When I was growing up, doing house chores was a normal part of being a child and a member of one’s family.

As soon as we were able to handle a broom, we were given ‘our own’ little brooms and assigned to a part of the house which we had the responsibility to keep clean.

The challenges of urban living may have contributed to the fact that children these days no longer have the ‘pleasure’ of learning to do chores at home.

I can relate to the statement above, as, once the children wake up in the morning, its all systems go – the commute to school, school, homework, afterschool activities etc., and the weekend schedules are not lighter – weddings, church, meetings and visitations.......

However, we must admit that doing household chores has its benefit for children as it:

v  Equips them with skills necessary to function independently when they growup,

v  Helps them to develop physically as their muscles are exercised while they work,

v  Helps them develop concentration as they learn to focus on an activity from its beginning to the end,

v  Helps them become better coordinated in movement,

v  Helps them become better in organising their thought processes,

v  Helps them develop more self confidence,

v  Helps them become less selfish

v  Helps them bond better with other family members.

Chores can be incorporated into the daily routines of children and as parents we should consciously find ‘teachable’ moments when we can take time to explain how to do some of these tasks to our children.


There are several sites listing Chore Charts on the internet, I’ve taken time to go through some of them and adapted them to suit this environment.

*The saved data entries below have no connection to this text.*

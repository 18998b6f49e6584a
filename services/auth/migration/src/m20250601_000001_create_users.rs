use sea_orm_migration::prelude::*;

#[derive(DeriveMigrationName)]
pub struct Migration;

#[async_trait::async_trait]
impl MigrationTrait for Migration {
    async fn up(&self, manager: &SchemaManager) -> Result<(), DbErr> {
        manager
            .create_table(
                Table::create()
                    .table(Users::Table)
                    .if_not_exists()
                    .col(ColumnDef::new(Users::Id).uuid().not_null().primary_key())
                    .col(ColumnDef::new(Users::FullName).string().not_null())
                    .col(
                        ColumnDef::new(Users::Email)
                            .string()
                            .not_null()
                            .unique_key(),
                    )
                    .col(ColumnDef::new(Users::PasswordHash).string().not_null())
                    .col(
                        ColumnDef::new(Users::CreatedAt)
                            .timestamp_with_time_zone()
                            .not_null()
                            .default(Expr::current_timestamp()),
                    )
                    .to_owned(),
            )
            .await
    }

    async fn down(&self, manager: &SchemaManager) -> Result<(), DbErr> {
        manager
            .drop_table(Table::drop().table(Users::Table).to_owned())
            .await
    }
}

#[derive(Iden)]
enum Users {
    Table,
    Id,
    FullName,
    Email,
    PasswordHash,
    CreatedAt,
}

I’ve also started the list from age 1 as I believe that children are always on a drive to independence and need opportunities to develop and express their independence right from an early age.


1 – 2
Ø  Putting away their toys in a toy hamper or box
Ø  Running errands involving one direction e.g.’bring my bag’, or ‘come here’.
Ø  Putting away dirty clothes in laundry basket
Ø  Help dust flat surfaces
Ø  Clearing away their own plates after a meal
Ø  Try washing some unbreakable plates and cups
Ø  Assist in tidying up rooms.
Ø  Assist in setting table for meals.
Ø  Can wash more plates & cups.
Ø  Should have an area assigned to them for dusting.
Ø  Can begin sweeping small areas with a handheld brush & dustpan.
Ø  Can handle a small broom for sweeping.
Ø  Can clear tables after meals
Ø  Can sort laundry before washing.
Ø  Can assist in picking beans before cooking.
Ø  Can make a simple sandwich.
Ø  Should assist in kitchen by observing & running errands there.
Ø  Can assist in picking ewedu or other vegetable leaves.
Ø  Can assist in folding & putting away laundry.
Ø  Can crack & mix eggs for omlettes.
Ø  Should begin to wash their own underwear.
Ø  Should begin to bathe themselves –with supervision!
Ø  Can set tables for a meal
Ø  Should attempt to ‘cook’a pot of instant noodles – again under close supervision!
Ø  Can make their own beds.
Ø  Can attempt to cook rice.
Ø  Can mop spills in small areas
Ø  Can serve refreshments to guest.
Ø  Can brush off cobwebs from corners
Ø  Can sort out shopping & arrange them in their various places.
Ø  Can water house plant
Ø  Can take out garbage.
Ø  Can be taught to light gas / electric cooker – with instructions on safety precautions
Ø  Can be taken on shopping to local markets
Ø  Can attempt to cook a ‘small’pot of stew – with supervision
Ø  Can fry/boil an egg-with supervision
Ø  Can wash toilet bowls & clean wash hand basins
Ø  Can mop floors and sweep large areas
Ø  Can assist in washing cars
Ø  Can help weed flower beds or care for plants.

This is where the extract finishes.